Le trouble s'est dissipé, le calme l'entoure à nouveau. Nimbée d'un pâle halo elle flotte...
Elle a repoussé loin d'elle ces visions macabres, elle s'est détaché de ce cauchemar qui l'a enfermé dans une prison de douleur et d'horreur...

Petite émotion frôlant la surface d'un lac sombre et doux, elle se laisse aller.
Quelle folie l'a prise... Comment a t elle pu imaginer tout ça? Quel démon a t il pu lui inspiré l'idée de se retrouver prisonnière d'un carcan de sensations?
Quels être sauvages auraient bien pu vouloir vivre ainsi?

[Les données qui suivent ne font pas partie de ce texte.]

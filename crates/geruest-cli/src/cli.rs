use clap::{Args, Parser, Subcommand};
use geruest_core::models::{
    DrawingKind, ManualHeights, ScaffoldSystem, ScaffoldType, WidthClass, WorkType,
};
use std::path::PathBuf;

/// Gerüstplaner - Scaffolding planning for Swiss buildings
#[derive(Parser, Debug)]
#[command(name = "geruest")]
#[command(about = "Plan facade scaffolding: address lookup, NPK 114 take-off, materials, drawings", long_about = None)]
#[command(version)]
pub struct Cli {
    /// Output results in JSON format
    #[arg(long, global = true)]
    pub json: bool,

    /// Configuration file (defaults to ./geruest.toml if present)
    #[arg(long, global = true, value_name = "PATH")]
    pub config: Option<PathBuf>,

    /// Backend base URL (overrides config and GERUEST_BACKEND_URL)
    #[arg(long, global = true, value_name = "URL")]
    pub backend_url: Option<String>,

    #[command(subcommand)]
    pub command: Commands,
}

#[derive(Subcommand, Debug)]
pub enum Commands {
    /// Look up an address and list the buildings there
    Lookup(LookupArgs),

    /// Show the facades of a building
    Facades(FacadesArgs),

    /// NPK 114 take-off from the backend, with local fallback
    Takeoff(TakeoffArgs),

    /// Offline take-off from facade lengths
    Calc(CalcArgs),

    /// Material estimate and parts list
    Material(MaterialArgs),

    /// Generate drawings (cross-section, elevation, floor plan)
    Drawing(DrawingArgs),

    /// Import building heights from the height model
    Heights(HeightsArgs),

    /// Interactive planning wizard
    Plan(PlanArgs),

    /// Write drawings and a take-off report to a directory
    Export(ExportArgs),

    /// Show effective configuration and where each value comes from
    Config(ConfigArgs),
}

/// Manual eave/ridge overrides
#[derive(Args, Debug, Clone, Default)]
pub struct HeightArgs {
    /// Eave height in metres (Traufhöhe), replaces the measured value
    #[arg(long, value_name = "M")]
    pub eave: Option<f64>,

    /// Ridge height in metres (Firsthöhe), replaces the measured value
    #[arg(long, value_name = "M")]
    pub ridge: Option<f64>,
}

impl HeightArgs {
    pub fn manual(&self) -> Option<ManualHeights> {
        let manual = ManualHeights::new(self.eave, self.ridge);
        (!manual.is_empty()).then_some(manual)
    }
}

/// Scaffold configuration shared by the planning commands
#[derive(Args, Debug, Clone, Default)]
pub struct ScaffoldArgs {
    /// Work type: facade or roof
    #[arg(long, value_name = "TYPE")]
    pub work_type: Option<WorkType>,

    /// Scaffold type: working, protective, or catch
    #[arg(long, value_name = "TYPE")]
    pub scaffold_type: Option<ScaffoldType>,

    /// Width class: W06, W09, or W12
    #[arg(long, value_name = "CLASS")]
    pub width_class: Option<WidthClass>,

    /// Scaffold system: blitz70 or allround
    #[arg(long, value_name = "SYSTEM")]
    pub system: Option<ScaffoldSystem>,

    /// Facade indices to include (comma-separated); defaults to all selectable facades
    #[arg(long, value_delimiter = ',', value_name = "INDICES")]
    pub facades: Vec<usize>,

    #[command(flatten)]
    pub heights: HeightArgs,
}

#[derive(Parser, Debug)]
pub struct LookupArgs {
    /// Address, e.g. "Bundesplatz 3, Bern"
    pub address: String,
}

#[derive(Parser, Debug)]
pub struct FacadesArgs {
    /// Address of the building
    pub address: String,

    /// Derive facades locally from the footprint instead of using the backend's list
    #[arg(long)]
    pub derive: bool,

    /// Bypass the backend's geometry cache
    #[arg(long)]
    pub refresh: bool,

    #[command(flatten)]
    pub heights: HeightArgs,
}

#[derive(Parser, Debug)]
pub struct TakeoffArgs {
    /// Address of the building
    pub address: String,

    #[command(flatten)]
    pub scaffold: ScaffoldArgs,
}

#[derive(Parser, Debug)]
pub struct CalcArgs {
    /// Facade length in metres (repeat or comma-separate for several facades).
    /// Lengths of 0.5 m or less are skipped, like unselectable building facades
    #[arg(long = "length", short = 'l', value_delimiter = ',', required = true, value_name = "M")]
    pub lengths: Vec<f64>,

    /// Scaffold height in metres
    #[arg(long, value_name = "M")]
    pub height: f64,
}

#[derive(Parser, Debug)]
pub struct MaterialArgs {
    /// Address of the building (omit when --area is given)
    pub address: Option<String>,

    /// Billable area in m²; skips the take-off
    #[arg(long, value_name = "M2")]
    pub area: Option<f64>,

    #[command(flatten)]
    pub scaffold: ScaffoldArgs,
}

#[derive(Args, Debug, Clone)]
pub struct DrawingOptions {
    /// Image width in pixels
    #[arg(long, default_value = "800")]
    pub width: u32,

    /// Image height in pixels
    #[arg(long, default_value = "600")]
    pub height: u32,

    /// Professional plan layout (title block, dimensions)
    #[arg(long)]
    pub professional: bool,

    /// Slower, higher-fidelity rendering
    #[arg(long)]
    pub high_fidelity: bool,
}

#[derive(Parser, Debug)]
pub struct DrawingArgs {
    /// Address of the building
    pub address: String,

    /// Drawing kind: schnitt, ansicht, or grundriss (all three when omitted)
    #[arg(long, value_name = "KIND")]
    pub kind: Option<DrawingKind>,

    /// Output directory for SVG files; a single kind without --output prints to stdout
    #[arg(long, short = 'o', value_name = "DIR")]
    pub output: Option<PathBuf>,

    /// Regenerate even if a cached drawing exists
    #[arg(long)]
    pub refresh: bool,

    #[command(flatten)]
    pub options: DrawingOptions,

    #[command(flatten)]
    pub heights: HeightArgs,
}

#[derive(Parser, Debug)]
pub struct HeightsArgs {
    /// Address of the building
    pub address: String,

    /// Building identifier; defaults to the first building at the address
    #[arg(long)]
    pub egid: Option<u64>,
}

#[derive(Parser, Debug)]
pub struct PlanArgs {
    /// Start with this address instead of prompting for one
    pub address: Option<String>,
}

#[derive(Parser, Debug)]
pub struct ExportArgs {
    /// Address of the building
    pub address: String,

    /// Target directory (created if missing)
    #[arg(long, short = 'o', default_value = "geruest-export")]
    pub out_dir: PathBuf,

    #[command(flatten)]
    pub scaffold: ScaffoldArgs,

    #[command(flatten)]
    pub options: DrawingOptions,
}

#[derive(Parser, Debug)]
pub struct ConfigArgs {}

Glissant sur l'eau, elle laisse dans sa danse un sillon dans lequel elle abandonne peu à peu la peur qu'elle a pu éprouver. Elle redevient insouciance, calme et innocence; ne se préoccupant plus de l'instant et de l'espace, elle est tout comme elle n'est rien.
Diffuse ou concentrée, elle est ce que l'être que son rêve lui avait apporté ne peut comprendre.
Elle n'a plus de consistance, elle est libre d'imaginer, de croire...
Lumière, ténèbres, tout n'est modelé que par sa décision.
Maitre de son monde, parce que ce monde c'est elle. Rien n'existe sans elle...

Mais...

Non, ça ne peut pas être vrai... Elle doit surement dormir encore...
Sinon elle ne pourrait pas ressentir cette chaleur... Désagréable picotement sur son visage... Visage... Non... non, elle n'est pas lui, elle n'est pas Homme... Ce n'est pas elle... Elle n'est que pensée... Pas ça...
Non...


PAS ÇA!!!


Il halète... Pensée s'est trompée... Il existe... Il n'a fait que de la rêver...
Pourtant comment être sûr? Comment un monde rempli de douleurs et sensations si déplaisantes peut être la vérité? Qui est vivant, qui ne l'est pas...
Et cette chaleur qui l'envahit. Une chaleur désagréable qui ébloui ses yeux... Brulante et claire elle semble venir de cet astre dans le ciel.
Il a un nom lui aussi, un nom moins doux que Lune... Il est Soleil... Celui qui brule, celui qui assèche, destructeur...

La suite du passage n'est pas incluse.